I would just like to know, is the 我 I colored in blue considered as the subject of the sentence or does it have another grammatical function?


----------



## Ghabi

Seeda said:


> I would just like to know, is the 我 I colored in blue considered as the subject of the sentence or does it have another grammatical function?

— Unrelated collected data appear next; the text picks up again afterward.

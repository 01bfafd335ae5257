use serde::{Deserialize, Serialize};

/// A saved bookmark inside one user's collection.
///
/// `id` and `created_at` are millisecond UNIX timestamps. `id` doubles as
/// the unique key within the owning collection; uniqueness is guaranteed by
/// `BookmarkManager::add_bookmark`, which bumps the id past any existing one
/// when two bookmarks are created within the same millisecond.
#[derive(Debug, Clone, PartialEq, Serialize, Deserialize)]
pub struct Bookmark {
    pub id: i64,
    pub url: String,
    pub title: String,
    pub description: String,
    pub created_at: i64,
    /// Like count, never negative. Absent in collections written before
    /// likes existed, hence the serde default.
    #[serde(default)]
    pub likes: u32,
}
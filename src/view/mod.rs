// sharemarks view layer: pure projection of app state into page markup.

pub mod bookmark_list;
pub mod html;

pub use bookmark_list::{
    build_list_view, list_html, user_options_html, BookmarkEntryView, BookmarkListView,
};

Call me shallow, my dear friend, but I don't know squat about grammar, and I'd only suggest you memorise "我很难..." as "it's hard for me to. .." You'd hear this structure often enough, and I think it's worth your while to memorise it.


----------



## BODYholic

Hi Seeda,
After going through all your questions, I found a commonality. You seem to have difficulty translating the dummy 'it' in to Chinese. There is an easy trick here. You don't!

Examples,
It's raining now = 在下雨，下着雨 & etc
It's cold = 很冷, 好冷
It's difficult = 很难

Hence, in "I'm afraid it's difficult to answer this question", the " it's " is not translated in Chinese.

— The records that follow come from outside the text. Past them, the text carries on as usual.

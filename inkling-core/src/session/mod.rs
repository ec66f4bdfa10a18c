//! `InkSession`: top-level controller for one drawing session.
//!
//! ## Lifecycle
//!
//! ```text
//! InkSession::new()            → default model resolved, buffer empty
//!     └─► warm_up()            → optional default-model download
//!         ├─► log_stroke() …   → strokes appended in call order
//!         ├─► recognize()      → seal + dispatch, buffer kept
//!         ├─► erase()          → buffer cleared
//!         └─► download/delete  → registry / batch coordinator
//! ```
//!
//! ## Threading
//!
//! All methods take `&self`; wrap the session in `Arc<InkSession>` to share
//! it with host tasks. The ink buffer sits behind a mutex, but callers are
//! still expected to serialise `log_stroke` / `erase` / `recognize` so strokes
//! land in the order they were drawn.

pub mod commands;

pub use commands::Reply;

use std::collections::BTreeSet;
use std::sync::Arc;

use parking_lot::Mutex;
use serde_json::Value;
use tokio::sync::broadcast;
use tracing::{debug, info};

use crate::{
    batch::{BatchCoordinator, BatchStream, ModelOp},
    context::RecognitionContext,
    diagnostics::{DiagnosticsSnapshot, SessionDiagnostics},
    error::Result,
    inference::{RankedCandidates, RecognitionDispatcher, Recognizer},
    ink::{accumulator, Ink, InkBuffer, Stroke, StrokeAppended, StrokePayload},
    ipc::events::{BatchEvent, ModelStatusEvent},
    registry::{DownloadOutcome, ModelHandle, ModelIdentifier, ModelRegistry, ModelStore},
};

/// Configuration for `InkSession`.
#[derive(Debug, Clone)]
pub struct SessionConfig {
    /// Language tag of the session default model. Default: `"en-US"`.
    pub default_model: String,
    /// Buffered model status events for slow subscribers. Default: 64.
    pub event_capacity: usize,
    /// Download the default model during `warm_up()`. Default: false.
    pub download_default_on_start: bool,
}

impl Default for SessionConfig {
    fn default() -> Self {
        Self {
            default_model: "en-US".into(),
            event_capacity: 64,
            download_default_on_start: false,
        }
    }
}

pub struct InkSession {
    config: SessionConfig,
    buffer: Mutex<InkBuffer>,
    registry: Arc<ModelRegistry>,
    dispatcher: RecognitionDispatcher,
    batches: BatchCoordinator,
    diagnostics: Arc<SessionDiagnostics>,
}

impl InkSession {
    /// Create a session. Does not touch the store beyond validating the
    /// default model tag.
    ///
    /// # Errors
    /// `InvalidModel` if `config.default_model` is not known to the store.
    pub fn new(
        config: SessionConfig,
        store: Arc<dyn ModelStore>,
        recognizer: Arc<dyn Recognizer>,
    ) -> Result<Self> {
        let diagnostics = Arc::new(SessionDiagnostics::default());
        let (status_tx, _) = broadcast::channel(config.event_capacity.max(1));
        let registry = Arc::new(ModelRegistry::new(
            store,
            status_tx,
            Arc::clone(&diagnostics),
        ));
        let default_model = registry.resolve(&config.default_model)?;
        info!(default_model = %default_model.identifier, "ink session created");

        let dispatcher = RecognitionDispatcher::new(
            Arc::clone(&registry),
            recognizer,
            default_model,
            Arc::clone(&diagnostics),
        );
        let batches = BatchCoordinator::new(Arc::clone(&registry), Arc::clone(&diagnostics));

        Ok(Self {
            config,
            buffer: Mutex::new(InkBuffer::new()),
            registry,
            dispatcher,
            batches,
            diagnostics,
        })
    }

    /// Fetch the default model if the config asks for it.
    ///
    /// Returns `None` when prefetching is disabled.
    pub async fn warm_up(&self) -> Result<Option<DownloadOutcome>> {
        if !self.config.download_default_on_start {
            return Ok(None);
        }
        info!(model = %self.default_model().identifier, "prefetching default model");
        self.registry
            .download(self.dispatcher.default_model())
            .await
            .map(Some)
    }

    // ── Ink ─────────────────────────────────────────────────────────────

    /// Discard all pending strokes.
    pub fn erase(&self) {
        self.buffer.lock().reset();
        debug!("ink buffer erased");
    }

    /// Validate a raw stroke payload and append it to the pending ink.
    pub fn log_stroke(&self, payload: &StrokePayload) -> Result<StrokeAppended> {
        let stroke = payload.to_stroke()?;
        Ok(self.append(stroke))
    }

    /// Typed variant of `log_stroke` for in-process callers.
    pub fn log_points(&self, xs: &[f32], ys: &[f32], ts: Option<&[i64]>) -> Result<StrokeAppended> {
        let stroke = accumulator::build_stroke(xs, ys, ts)?;
        Ok(self.append(stroke))
    }

    /// Snapshot of the pending ink. Does not clear it.
    pub fn seal(&self) -> Ink {
        self.buffer.lock().seal()
    }

    pub fn pending_strokes(&self) -> usize {
        self.buffer.lock().len()
    }

    fn append(&self, stroke: Stroke) -> StrokeAppended {
        let point_count = stroke.len();
        let timed = stroke.has_timestamps();
        let stroke_index = self.buffer.lock().append(stroke);
        SessionDiagnostics::bump(&self.diagnostics.strokes_logged);
        debug!(stroke_index, point_count, timed, "stroke appended");
        StrokeAppended {
            stroke_index,
            point_count,
            timed,
        }
    }

    // ── Recognition ─────────────────────────────────────────────────────

    /// Recognise the pending ink. `context` is a raw host payload (see
    /// `RecognitionContext::from_payload`). Input errors are reported before
    /// any store or recognizer call.
    pub async fn recognize(
        &self,
        model: Option<&str>,
        context: Option<&Value>,
    ) -> Result<RankedCandidates> {
        let context = match context {
            Some(payload) => RecognitionContext::from_payload(payload)?,
            None => RecognitionContext::default(),
        };
        self.recognize_with(model, &context).await
    }

    pub async fn recognize_with(
        &self,
        model: Option<&str>,
        context: &RecognitionContext,
    ) -> Result<RankedCandidates> {
        let ink = self.seal();
        self.dispatcher.recognize(&ink, context, model).await
    }

    // ── Model lifecycle ─────────────────────────────────────────────────

    pub fn default_model(&self) -> &ModelHandle {
        self.dispatcher.default_model()
    }

    pub fn registry(&self) -> &ModelRegistry {
        &self.registry
    }

    /// Download one model, streaming a banner and then one terminal event.
    ///
    /// # Errors
    /// `InvalidModel` before anything is dispatched.
    pub fn download_model(&self, tag: &str) -> Result<BatchStream> {
        let handle = self.registry.resolve(tag)?;
        let banner = format!("Processing singular model {}...", handle.language_tag());
        Ok(self.batches.run_with_banner(
            vec![handle.language_tag().to_string()],
            ModelOp::Download,
            banner,
        ))
    }

    pub fn download_models(&self, tags: Vec<String>) -> BatchStream {
        self.batches.run(tags, ModelOp::Download)
    }

    /// Delete one model and report the result as a single terminal event.
    pub async fn delete_model(&self, tag: &str) -> Result<BatchEvent> {
        let handle = self.registry.resolve(tag)?;
        self.registry.delete(&handle).await?;
        Ok(BatchEvent::succeeded(
            handle.language_tag(),
            format!("{} model deleted successfully.", handle.language_tag()),
            true,
        ))
    }

    pub fn delete_models(&self, tags: Vec<String>) -> BatchStream {
        self.batches.run(tags, ModelOp::Delete)
    }

    /// Delete every model downloaded at the time of the call.
    ///
    /// Models that finish downloading after the listing are not included.
    pub async fn delete_all_models(&self) -> Result<BatchStream> {
        let snapshot = self.registry.list_downloaded().await?;
        if snapshot.is_empty() {
            return Ok(BatchStream::single(BatchEvent::nothing_to_do(
                "No models are currently downloaded.",
            )));
        }
        let tags = snapshot
            .iter()
            .map(|id| id.language_tag().to_string())
            .collect();
        Ok(self
            .batches
            .run_with_banner(tags, ModelOp::Delete, "Deleting models...".into()))
    }

    pub async fn list_downloaded_models(&self) -> Result<BTreeSet<ModelIdentifier>> {
        self.registry.list_downloaded().await
    }

    // ── Observability ───────────────────────────────────────────────────

    /// Subscribe to model presence changes (downloads, failures, deletions).
    pub fn subscribe_model_events(&self) -> broadcast::Receiver<ModelStatusEvent> {
        self.registry.subscribe()
    }

    pub fn diagnostics_snapshot(&self) -> DiagnosticsSnapshot {
        self.diagnostics.snapshot()
    }

    /// Zero every counter, e.g. between benchmark runs.
    pub fn reset_diagnostics(&self) {
        self.diagnostics.reset();
    }
}

impl std::fmt::Debug for InkSession {
    fn fmt(&self, f: &mut std::fmt::Formatter<'_>) -> std::fmt::Result {
        f.debug_struct("InkSession")
            .field("config", &self.config)
            .field("pending_strokes", &self.pending_strokes())
            .finish_non_exhaustive()
    }
}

If you rephrase your sentence such that "I'm afraid i find it difficult to answer this question", then in Chinese, it would be 我恐怕 我很难 回答这问题。 But the 我 is really redundant if the context is clear.  In post #4, I wrote "我恐怕(我)很难回答(你)这问题。", my intention of those words in brackets was to aid you in your understanding. 



Seeda said:


> I'm in trouble... I can't seem to find how to render this structure.
> My sentence is: "I'm afraid it's difficult to answer this question".
> I came up with: 我恐怕回答这问题很难





BODYholic said:


> All you need is a transposition of the green and blue texts.
> 我恐怕(我)很难回答(你)这问题。





Ghabi said:


> -我很难回答你这个问题 " it's hard for me to answer this question"
> e.g. 我们明年会加薪吗? 我不是老板,所以很难回答你这个问题 "Are we going to get a raise next year?" "You think I'm boss? How am I supposed to know?"





Seeda said:


> To be honest, I'm completely lost with this last example.
> I would just like to know, is the 我 I colored in blue considered as the subject of the sentence or does it have another grammatical function?


----------



## GamblingCamel

BODYholic said:


> In post #4, I wrote "我恐怕(我)很难回答(你)这问题。", my intention of those words in brackets was to aid you in your understanding.


That helped (me) a lot when I read the thread earlier today. Thanks.


----------



## Seeda

I understand better, thank you guys.


----------



## bamboobanga

you could also say 这问题我恐怕很难回答。 i guess it depends on which part of the sentence you put the emphasis on.


----------